To mark the centenary of the start of World War I, the Antiques Roadshow team filmed a series of specials at the Somme, where the public brought in their family’s war memorabilia and photographs. These ‘antiques’ weren’t financially valuable, or in some cases even very beautiful, but the stories that came attached to these momentoes were priceless.
Antiques Roadshow: World War I in 100 Family Treasures takes 100 of the most fascinating and moving stories and shows how they fit in to the wider history that was occuring around them. From Rifleman Frank Edwards, who led the ‘big push’ in September 1915 kicking a football in front of the troops (and survived to tell the tale) to the formidable Catherine Murray Roy, one of the first 50 nurses to be sent to the front lines in France. The story behind each object paints an intimate portrait of a long-lost relative, and quotes from the modern-day participants in the roadshow provide a moving link between the families then and now.
Publisher: BBC Books, August 2014
Reviewer: Briony Stebbings
The Antiques Roadshow had asked for people to come forward with their family treasures and heirlooms that told a story from World War One, they did this for a show celebrating the centenary that they filmed at the Somme. The response was so huge that it couldn’t all be fitted into the programme and the stories were so amazing they couldn’t just be forgotten either.
Paul Atterbury , the Antiques Roadshow’s military specialist, has gone beyond the show and taken 100 of those amazing and special items, researched the story behind each one, unearthing new facts, correcting family myths and really painting an amazing an individual story for each person whose item was bought forward.
The First World War is something I know woefully little about, I was taught about World War Two at school, there are plenty of films and TV series depicting it as well that I have watched over the years but there is far less about The Great War and whilst I know the basics I wouldn’t profess to know much more than that. Which as it is such an important part of our history and a topic that interests me greatly is actually quite sad.
I have enjoyed reading this book so much, I have found it educational, interesting and really just enjoyable. It has proven to be a great talking point as well, everyone who has visited and seen it on the arm of my chair or on the coffee table has picked it up to flick through, read a quick story or just chatted about memories they have of grandfathers or other relatives who fought but I never met.
Whilst this is a big book, not just the topic but physically as well, it has been written in such a way that makes it easy to read. You start with the introduction which tells you a little bit about how the book came about and gives you an idea of what to expect and this leads into the first story, a personal one about Paul Atterbury’s Great Uncle and it’s a nice way to start as it proves that this book is a very personal one. Each story is about someone specific and in turn about their relatives who have remembered them and wanted the remembered by others. It is personal to each and every person who reads it as whilst it may not be about their own relatives they will be related to someone whose greater story this is about.

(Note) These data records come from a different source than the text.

//! # ordcon-core
//!
//! Shared boundary types for `ordcon`'s ordered associative containers: the
//! comparator/destructor-hook layer, the common outcome types returned by
//! `insert`/`probe`/`remove`, and the traits that let `balanced` and
//! `skiplist` be used interchangeably through [`OrderedMap`].
//!
//! This crate carries no container logic of its own — it is the "external
//! collaborator" layer the containers are built against, the way `dsa-core`
//! underpins `dsa-data-structures`.

#![cfg_attr(not(feature = "std"), no_std)]

extern crate alloc;

pub mod comparator;
pub mod error;
pub mod outcomes;
pub mod traits;

pub use comparator::{ord_comparator, Comparator, Destructor};
pub use error::{OrdConError, Result};
pub use outcomes::{InsertOutcome, ProbeOutcome, RemoveOutcome};
pub use traits::{Container, OrderedMap};
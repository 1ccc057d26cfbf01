//! Error type for ordered-container operations.
//!
//! Per the error taxonomy of the container contract: allocation failure is
//! the only condition surfaced as an `Err`. "Already present", "not
//! present", and "invalid iterator" are modeled as distinct *successful*
//! outcomes (see [`crate::outcomes`]), not errors — they carry no `Err` path
//! because they leave the container in a well-defined, unmutated state.

use thiserror::Error;

/// The error type for `ordcon` container operations.
#[derive(Error, Debug, Clone, PartialEq, Eq)]
pub enum OrdConError {
    /// The backing arena could not grow to hold another node.
    ///
    /// Surfaced on every allocating entry point (`insert`, `probe`). Rust's
    /// global allocator normally aborts on an out-of-memory condition rather
    /// than returning a recoverable error; this variant is produced only by
    /// an explicit `Vec::try_reserve` preflight on the node arena, so in
    /// practice it is reachable but rare.
    #[error("allocation failed while growing the container's node arena")]
    AllocFailed,
}

/// A specialized `Result` type for `ordcon` container operations.
pub type Result<T> = core::result::Result<T, OrdConError>;
//! The comparator/destructor-hook boundary layer.
//!
//! Both `balanced::AvlTree` and `skiplist::SkipList` store a [`Comparator`]
//! and an optional [`Destructor`] and never interpret keys or values beyond
//! passing them to these two callbacks. This mirrors the source contract's
//! "comparator returns negative/zero/positive, default is pointer-value
//! comparison" — the safe-Rust substitute for comparing raw pointer
//! addresses is simply `K: Ord`, which [`ord_comparator`] adapts to a
//! `Comparator<K>`.

use alloc::boxed::Box;
use core::cmp::Ordering;

/// A total order over keys, called on every descent/search.
///
/// Must be deterministic and stable for the lifetime of any container using
/// it — the containers assume this and do not re-validate it.
pub type Comparator<K> = Box<dyn Fn(&K, &K) -> Ordering>;

/// A cleanup hook invoked exactly once on every `(key, value)` pair that
/// leaves a container, whether by `remove`, by `insert` overwriting an
/// existing key, or by `clear`/`drop`.
pub type Destructor<K, V> = Box<dyn FnMut(K, V)>;

/// Builds the default comparator for a key type that already has a natural
/// total order.
///
/// This is the "pointer value comparison" fallback of the source contract,
/// expressed the only way safe Rust can: through `Ord`.
#[must_use]
pub fn ord_comparator<K: Ord + 'static>() -> Comparator<K> {
    Box::new(|a: &K, b: &K| a.cmp(b))
}
//! Outcome types for the common container contract.
//!
//! `already_present`, `not_present`, and `existed`/`inserted` are not error
//! conditions — they are distinct, expected results of an operation that
//! left the container in a well-defined state. Modeling them as enum
//! variants (rather than `bool` or `Option`) keeps call sites self-describing
//! and matches the source contract's three-way `insert` outcome.

/// Result of [`crate::traits::OrderedMap::insert`] / the containers'
/// inherent `insert`.
#[derive(Debug)]
pub enum InsertOutcome<V> {
    /// No prior entry existed for the key; a new node was created.
    Inserted,
    /// A prior entry existed and `overwrite` was requested, so the key and
    /// value were replaced ("inserted-equivalent" in the source contract).
    ///
    /// Carries the displaced value when no destructor hook is configured
    /// (the hook, if present, already consumed it — see
    /// [`crate::comparator::Destructor`]).
    Replaced(Option<V>),
    /// A prior entry existed and `overwrite` was not requested; the
    /// container is unchanged.
    AlreadyPresent,
}

/// Result of the containers' `probe` — the "get-or-insert" primitive.
#[derive(Debug, Clone, Copy, PartialEq, Eq)]
pub enum ProbeOutcome {
    /// A matching node already existed; its stored value was left in place.
    Existed,
    /// No matching node existed; the supplied value was inserted.
    Inserted,
}

/// Result of [`crate::traits::OrderedMap::remove`] / the containers'
/// inherent `remove`.
#[derive(Debug)]
pub enum RemoveOutcome<V> {
    /// The key was present and its node was removed.
    ///
    /// Carries the removed value when no destructor hook is configured; the
    /// hook, if present, already consumed it.
    Removed(Option<V>),
    /// The key was not present; the container is unchanged.
    NotPresent,
}

impl<V> InsertOutcome<V> {
    /// `true` for both `Inserted` and `Replaced` — the key is now resident.
    #[must_use]
    pub fn is_resident(&self) -> bool {
        !matches!(self, InsertOutcome::AlreadyPresent)
    }
}

impl<V> RemoveOutcome<V> {
    /// `true` if a node was actually removed.
    #[must_use]
    pub fn was_removed(&self) -> bool {
        matches!(self, RemoveOutcome::Removed(_))
    }
}
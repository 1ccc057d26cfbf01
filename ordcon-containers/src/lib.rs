//! # ordcon-containers
//!
//! Two ordered associative containers over caller-ordered opaque keys:
//!
//! - [`balanced`] — a height-balanced (AVL) binary search tree with explicit
//!   per-node balance factors, parent back-links, and rotation-driven
//!   rebalancing on insert and delete.
//! - [`skiplist`] — a probabilistic multi-level linked list with a bounded
//!   tower height and the update-vector search/splice protocol.
//!
//! Both present the same contract — `insert`, `probe`, `search`, `remove`,
//! `clear`, `traverse`, `count`, ordered bidirectional cursors — and differ
//! only in their internal structure. See [`ordcon_core::OrderedMap`] for the
//! capability set shared across both.

#![cfg_attr(not(feature = "std"), no_std)]

extern crate alloc;

pub mod balanced;
pub mod skiplist;

pub use ordcon_core::{
    Comparator, Container, Destructor, InsertOutcome, OrdConError, OrderedMap, ProbeOutcome,
    Result, RemoveOutcome,
};
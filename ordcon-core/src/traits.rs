//! Core traits shared by `ordcon`'s containers.

use crate::error::Result;
use crate::outcomes::{InsertOutcome, RemoveOutcome};

/// A trait for data structures that have a length/size.
pub trait Container {
    /// Returns the number of elements in the container.
    fn len(&self) -> usize;

    /// Returns `true` if the container contains no elements.
    fn is_empty(&self) -> bool {
        self.len() == 0
    }
}

/// The polymorphic "dictionary" capability set: the boundary that lets a
/// caller hold either `balanced::AvlTree` or `skiplist::SkipList` behind one
/// handle and dispatch without knowing which.
///
/// This is the Rust-idiomatic rendition of the source contract's function-
/// table wrapper (§9: "in an interface-typed target, a capability set
/// implemented by each container type"). It intentionally omits `probe`:
/// the inherent `probe` on each container borrows its "existed" value
/// straight out of the node (`&V`, no `Clone` needed), which isn't
/// expressible as a `dyn`-safe trait method without returning an owned
/// value; callers who need `probe` through a trait object should require
/// `V: Clone` and adapt at the call site instead of paying that cost here.
pub trait OrderedMap<K, V>: Container {
    /// See the containers' inherent `insert`.
    fn insert(&mut self, key: K, value: V, overwrite: bool) -> Result<InsertOutcome<V>>;

    /// See the containers' inherent `search`.
    fn search(&self, key: &K) -> Option<&V>;

    /// See the containers' inherent `remove`.
    fn remove(&mut self, key: &K) -> RemoveOutcome<V>;

    /// See the containers' inherent `clear`. Returns the number removed.
    fn clear(&mut self) -> usize;

    /// Visits entries in ascending key order, stopping early if `visit`
    /// returns `false`. Returns the number of entries visited (including
    /// the one on which `visit` returned `false`, if any).
    fn traverse(&self, visit: &mut dyn FnMut(&K, &V) -> bool) -> usize;

    /// See the containers' inherent `min_key`.
    fn min_key(&self) -> Option<&K>;

    /// See the containers' inherent `max_key`.
    fn max_key(&self) -> Option<&K>;
}
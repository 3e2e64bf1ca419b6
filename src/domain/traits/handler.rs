use async_trait::async_trait;

/// Handler trait - anything that turns a command string into a result string
///
/// Handlers validate their own input; the router passes commands through
/// unmodified.
#[async_trait]
pub trait Handler: Send + Sync {
    async fn handle(&self, command: &str) -> String;
}

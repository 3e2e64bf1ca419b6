//! Configuration management

use serde::{Deserialize, Serialize};
use std::collections::BTreeMap;
use std::path::PathBuf;
use crate::application::errors::ConfigError;
use crate::application::SessionOptions;
use crate::domain::entities::{Credentials, Identity};

/// Handler entries whose name ends with this are registered at startup
pub const HANDLER_SUFFIX: &str = "_handler";

/// Top-level configuration
#[derive(Debug, Clone, Deserialize, Serialize)]
#[serde(rename_all = "kebab-case")]
pub struct Config {
    pub session: SessionConfig,
    #[serde(default)]
    pub handlers: BTreeMap<String, HandlerConfig>,
    #[serde(default)]
    pub gateway: GatewayConfig,
}

#[derive(Debug, Clone, Deserialize, Serialize)]
#[serde(rename_all = "kebab-case")]
pub struct SessionConfig {
    #[serde(default)]
    pub jid: String,
    #[serde(default)]
    pub password: String,
    #[serde(default = "default_name")]
    pub name: String,
}

#[derive(Debug, Clone, Deserialize, Serialize)]
#[serde(rename_all = "kebab-case")]
pub struct HandlerConfig {
    pub jid: String,
}

#[derive(Debug, Clone, Deserialize, Serialize)]
#[serde(rename_all = "kebab-case")]
pub struct GatewayConfig {
    #[serde(default = "default_true")]
    pub enabled: bool,
    #[serde(default = "default_socket")]
    pub socket: PathBuf,
}

fn default_name() -> String {
    env!("CARGO_PKG_NAME").to_string()
}

fn default_true() -> bool {
    true
}

fn env_var(key: &str) -> Option<String> {
    std::env::var(key).ok()
}

pub fn default_socket() -> PathBuf {
    std::env::temp_dir().join(format!("{}.sock", env!("CARGO_PKG_NAME")))
}

impl Default for GatewayConfig {
    fn default() -> Self {
        Self {
            enabled: true,
            socket: default_socket(),
        }
    }
}

impl Default for Config {
    fn default() -> Self {
        let mut handlers = BTreeMap::new();
        handlers.insert(
            "build_handler".to_string(),
            HandlerConfig {
                jid: "builder@example.com".to_string(),
            },
        );

        Self {
            session: SessionConfig {
                jid: "parley@example.com/bot".to_string(),
                password: "change-me".to_string(),
                name: "Parley".to_string(),
            },
            handlers,
            gateway: GatewayConfig::default(),
        }
    }
}

impl Config {
    pub fn load(path: impl Into<PathBuf>) -> Result<Self, ConfigError> {
        let path = path.into();
        let content = std::fs::read_to_string(&path)
            .map_err(|e| ConfigError::Parse(format!("Failed to read config: {}", e)))?;

        Self::parse(&content)
    }

    pub fn parse(content: &str) -> Result<Self, ConfigError> {
        serde_yaml::from_str(content)
            .map_err(|e| ConfigError::Parse(format!("Failed to parse config: {}", e)))
    }

    /// Load `path` if it exists, otherwise build the config from the
    /// environment. Either way environment variables take precedence.
    pub fn resolve(path: impl Into<PathBuf>) -> Result<Self, ConfigError> {
        Self::resolve_with(path, env_var)
    }

    fn resolve_with<F>(path: impl Into<PathBuf>, var: F) -> Result<Self, ConfigError>
    where
        F: Fn(&str) -> Option<String>,
    {
        let path = path.into();
        if path.exists() {
            Ok(Self::load(path)?.with_vars(&var))
        } else {
            Self::from_vars(var)
        }
    }

    /// Build a config from `PARLEY_JID` and `PARLEY_PASSWORD` (both required)
    fn from_vars<F>(var: F) -> Result<Self, ConfigError>
    where
        F: Fn(&str) -> Option<String>,
    {
        let jid = var("PARLEY_JID").ok_or_else(|| ConfigError::MissingField("PARLEY_JID".to_string()))?;
        let password = var("PARLEY_PASSWORD")
            .ok_or_else(|| ConfigError::MissingField("PARLEY_PASSWORD".to_string()))?;

        let config = Self {
            session: SessionConfig {
                jid,
                password,
                name: default_name(),
            },
            handlers: BTreeMap::new(),
            gateway: GatewayConfig::default(),
        };
        Ok(config.with_vars(&var))
    }

    /// Override values from `PARLEY_JID`, `PARLEY_PASSWORD` and `PARLEY_SOCKET`
    pub fn with_env(self) -> Self {
        self.with_vars(env_var)
    }

    fn with_vars<F>(mut self, var: F) -> Self
    where
        F: Fn(&str) -> Option<String>,
    {
        if let Some(jid) = var("PARLEY_JID") {
            self.session.jid = jid;
        }
        if let Some(password) = var("PARLEY_PASSWORD") {
            self.session.password = password;
        }
        if let Some(socket) = var("PARLEY_SOCKET") {
            self.gateway.socket = PathBuf::from(socket);
        }
        self
    }

    /// Handler identities to register at startup, in key order
    pub fn bootstrap_handlers(&self) -> Vec<Identity> {
        self.handlers
            .iter()
            .filter(|(name, _)| name.ends_with(HANDLER_SUFFIX))
            .map(|(_, handler)| Identity::parse(&handler.jid))
            .collect()
    }

    /// Validate and turn the session section into startup options
    pub fn session_options(&self) -> Result<SessionOptions, ConfigError> {
        if self.session.jid.trim().is_empty() {
            return Err(ConfigError::MissingField("session.jid".to_string()));
        }
        if self.session.password.is_empty() {
            return Err(ConfigError::MissingField("session.password".to_string()));
        }

        let identity = Identity::parse(&self.session.jid);
        if identity.node().is_none() || identity.domain().is_empty() {
            return Err(ConfigError::InvalidValue(format!(
                "session.jid must look like node@domain: {}",
                self.session.jid
            )));
        }

        for (name, handler) in &self.handlers {
            if name.ends_with(HANDLER_SUFFIX) && handler.jid.trim().is_empty() {
                return Err(ConfigError::MissingField(format!("handlers.{}.jid", name)));
            }
        }

        Ok(SessionOptions {
            identity,
            credentials: Credentials::new(self.session.password.clone()),
            display_name: self.session.name.clone(),
            bootstrap_handlers: self.bootstrap_handlers(),
        })
    }
}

After this introduction the stories have been told chronologically and split into sections, 1914, 1915, 1916, 1917, 1918 and post war. At the start of each section there are a few pages detailing the historical facts about that year, major events and general background. Each story is only 2 or 3 pages long and although centred around the artefact that has been presented also covers that person’s story. With brilliant images and truly amazing stories this book is not to be missed.
I have enjoyed each and every page of this book, although I do have to admit to having my favourites tales, such as the stuffed rat that made it back from the front lines and was dutifully cared for or the wallet full of family pictures that stopped a bullet in its path.
I would recommend this book to anyone with an interest in history, be it a general interest in history as a whole or a more specific interest in the World Wars. I would certainly recommend it to anyone who likes family history, true stories and biographies. This would be brilliant for children learning about World War One in school as not only does it cover the history but it is more likely to pull them and interest them due to the nature of the individual stories. Just anyone who likes and appreciates a beautiful book will enjoy this. It works well as what I call a ‘coffee table’ book, one with lovely pictures that can just be picked up and put down easily or as a novel. I realise I am now wittering on a bit now but I cannot sing the praises of this book highly enough, it is amazing!